** Opening Excerpted records block **

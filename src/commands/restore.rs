use crate::commands::{
    diff::print_summary,
    history::{print_commits, DEFAULT_LOG_LIMIT},
};
use crate::core::{
    command_init::CommandContext,
    error::Result,
    index_parser::IndexParser,
    restore::RestoreReport,
    runner::GitRunner,
    state::CommitInfo,
};
use clap::Args;

#[derive(Args, Debug, Default)]
pub struct RestoreArgs {
    /// Index of the save to go back to, as shown by `smooth log`
    pub index: Option<String>,

    /// Restore an exact commit instead of an index
    #[arg(long, conflicts_with = "index")]
    pub commit: Option<String>,

    /// Don't ask for confirmation
    #[arg(short, long)]
    pub yes: bool,
}

pub fn execute_restore<R: GitRunner>(ctx: &CommandContext<R>, args: RestoreArgs) -> Result<()> {
    let (target, label) = match args.commit {
        Some(commit) => (commit.clone(), commit),
        None => match pick_commit(ctx, args.index.as_deref())? {
            Some(commit) => (
                commit.full_hash.clone(),
                format!("{} {}", commit.short_hash, commit.message),
            ),
            None => return Ok(()),
        },
    };

    if !confirm_discard(ctx, &format!("Go back to {label}?"), args.yes)? {
        ctx.printer.info("Restore cancelled.");
        return Ok(());
    }

    let report = ctx.app.restore(&target)?;
    print_restore_report(ctx, &label, &report);
    Ok(())
}

/// Resolve `index` against the recent history, prompting when it is missing
fn pick_commit<R: GitRunner>(ctx: &CommandContext<R>, index: Option<&str>) -> Result<Option<CommitInfo>> {
    let commits = ctx.app.commit_history(DEFAULT_LOG_LIMIT)?;

    let input = match index {
        Some(index) => index.to_string(),
        None => {
            if commits.is_empty() {
                ctx.printer.info("No saves yet.");
                return Ok(None);
            }
            ctx.printer.section_header("Choose a save to go back to");
            print_commits(ctx, &commits);
            match ctx.printer.prompt("Index:")? {
                Some(input) if !input.is_empty() => input,
                _ => return Ok(None),
            }
        }
    };

    let chosen = IndexParser::parse_one(&input, commits.len())?;
    Ok(commits.into_iter().nth(chosen - 1))
}

/// Warn about unsaved work that a hard reset would drop, then ask unless `yes`
pub fn confirm_discard<R: GitRunner>(ctx: &CommandContext<R>, question: &str, yes: bool) -> Result<bool> {
    let unsaved = ctx.app.uncommitted_diff_stat()?;
    if !unsaved.is_empty() {
        ctx.printer
            .warning("These unsaved changes will be lost (a backup keeps only saved work):");
        println!();
        print_summary(ctx, &unsaved);
    }

    if yes {
        return Ok(true);
    }
    ctx.printer.confirm(question)
}

fn print_restore_report<R: GitRunner>(ctx: &CommandContext<R>, label: &str, report: &RestoreReport) {
    ctx.printer.success(&format!("Restored {label}"));
    ctx.printer.hint(&format!(
        "  Your previous state is kept as {}",
        report.backup_name
    ));

    if !report.trim.deleted.is_empty() {
        ctx.printer.hint(&format!(
            "  Removed {} old backup(s)",
            report.trim.deleted.len()
        ));
    }
    for name in &report.trim.failed {
        ctx.printer
            .warning(&format!("Could not remove old backup {name}"));
    }
    println!();
}

#[cfg(test)]
mod tests {
    use super::*;
    use crate::core::{
        app::Smooth, config::Config, error::SmoothError, git::GitRepo, parse::FIELD_SEP,
        runner::fake::FakeGit,
    };
    use std::path::PathBuf;

    fn context(fake: &FakeGit) -> CommandContext<&FakeGit> {
        let repo = GitRepo::with_runner(fake, "/nowhere");
        CommandContext::new(Smooth::new(repo, Config::default(), PathBuf::from("/nowhere/c.json")))
    }

    fn history() -> String {
        [
            format!("bbb2222{FIELD_SEP}Second{FIELD_SEP}1 hour ago{FIELD_SEP}bbb2222full"),
            format!("aaa1111{FIELD_SEP}First{FIELD_SEP}2 hours ago{FIELD_SEP}aaa1111full"),
        ]
        .join("\n")
    }

    #[test]
    fn test_restore_by_index_resets_to_full_hash() -> Result<()> {
        let fake = FakeGit::new()
            .on(&["log"], &history())
            .on(&["symbolic-ref"], "main");
        let args = RestoreArgs {
            index: Some("2".to_string()),
            yes: true,
            ..Default::default()
        };

        execute_restore(&context(&fake), args)?;

        assert!(fake.called("branch backup/main/"));
        assert!(fake.called("reset --hard aaa1111full"));
        Ok(())
    }

    #[test]
    fn test_restore_index_out_of_range() {
        let fake = FakeGit::new().on(&["log"], &history());
        let args = RestoreArgs {
            index: Some("3".to_string()),
            yes: true,
            ..Default::default()
        };

        let result = execute_restore(&context(&fake), args);

        assert!(matches!(result, Err(SmoothError::IndexOutOfRange { index: 3, max: 2 })));
        assert!(!fake.called("reset"));
    }

    #[test]
    fn test_restore_by_commit() -> Result<()> {
        let fake = FakeGit::new().on(&["symbolic-ref"], "main");
        let args = RestoreArgs {
            commit: Some("deadbeef".to_string()),
            yes: true,
            ..Default::default()
        };

        execute_restore(&context(&fake), args)?;

        assert!(fake.called("reset --hard deadbeef"));
        assert!(!fake.called("log"));
        Ok(())
    }
}
//! Core functionality for smooth.
//!
//! This module provides the building blocks below the commands: the git
//! runner and repository wrapper, the save/restore/experiment workflows, the
//! config document and the themed output.

pub mod app;
pub mod args_parser;
pub mod command_init;
pub mod config;
pub mod dirs;
pub mod error;
pub mod experiment;
pub mod git;
pub mod git_status;
pub mod index_parser;
pub mod naming;
pub mod output;
pub mod parse;
pub mod restore;
pub mod runner;
pub mod save;
pub mod state;
pub mod theme;

// === Error handling ===
pub use error::{Result, SmoothError};

// === Git access ===
// Every git invocation goes through a runner; GitRepo builds the arguments
pub use git::GitRepo;
pub use runner::{GitRunner, SystemGit};

// === Domain types ===
pub use git_status::ChangeKind;
pub use state::{BackupInfo, BranchInfo, CommitInfo, DiffStat, DiffSummary, FileChange, RepoStatus};

// === Workflows ===
pub use app::Smooth;
pub use experiment::StashOutcome;
pub use restore::{RestoreReport, TrimReport};
pub use save::{FileAction, SaveReport, SaveSession, SaveState, SyncOutcome};

// === Settings and presentation ===
pub use config::{Config, ConfigKey, ConfigPatch};
pub use output::Printer;
pub use theme::Theme;

// === Argument handling ===
// Parser for handling user input like "1 3-5,8" -> [1, 3, 4, 5, 8]
pub use args_parser::ArgsParser;
pub use command_init::{CommandContext, CommandInit};
pub use index_parser::IndexParser;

** Closing Excerpted records block **

Count every line of the records above in which the string "IndexParser" appears. The number alone is to be given.

Exercise result
3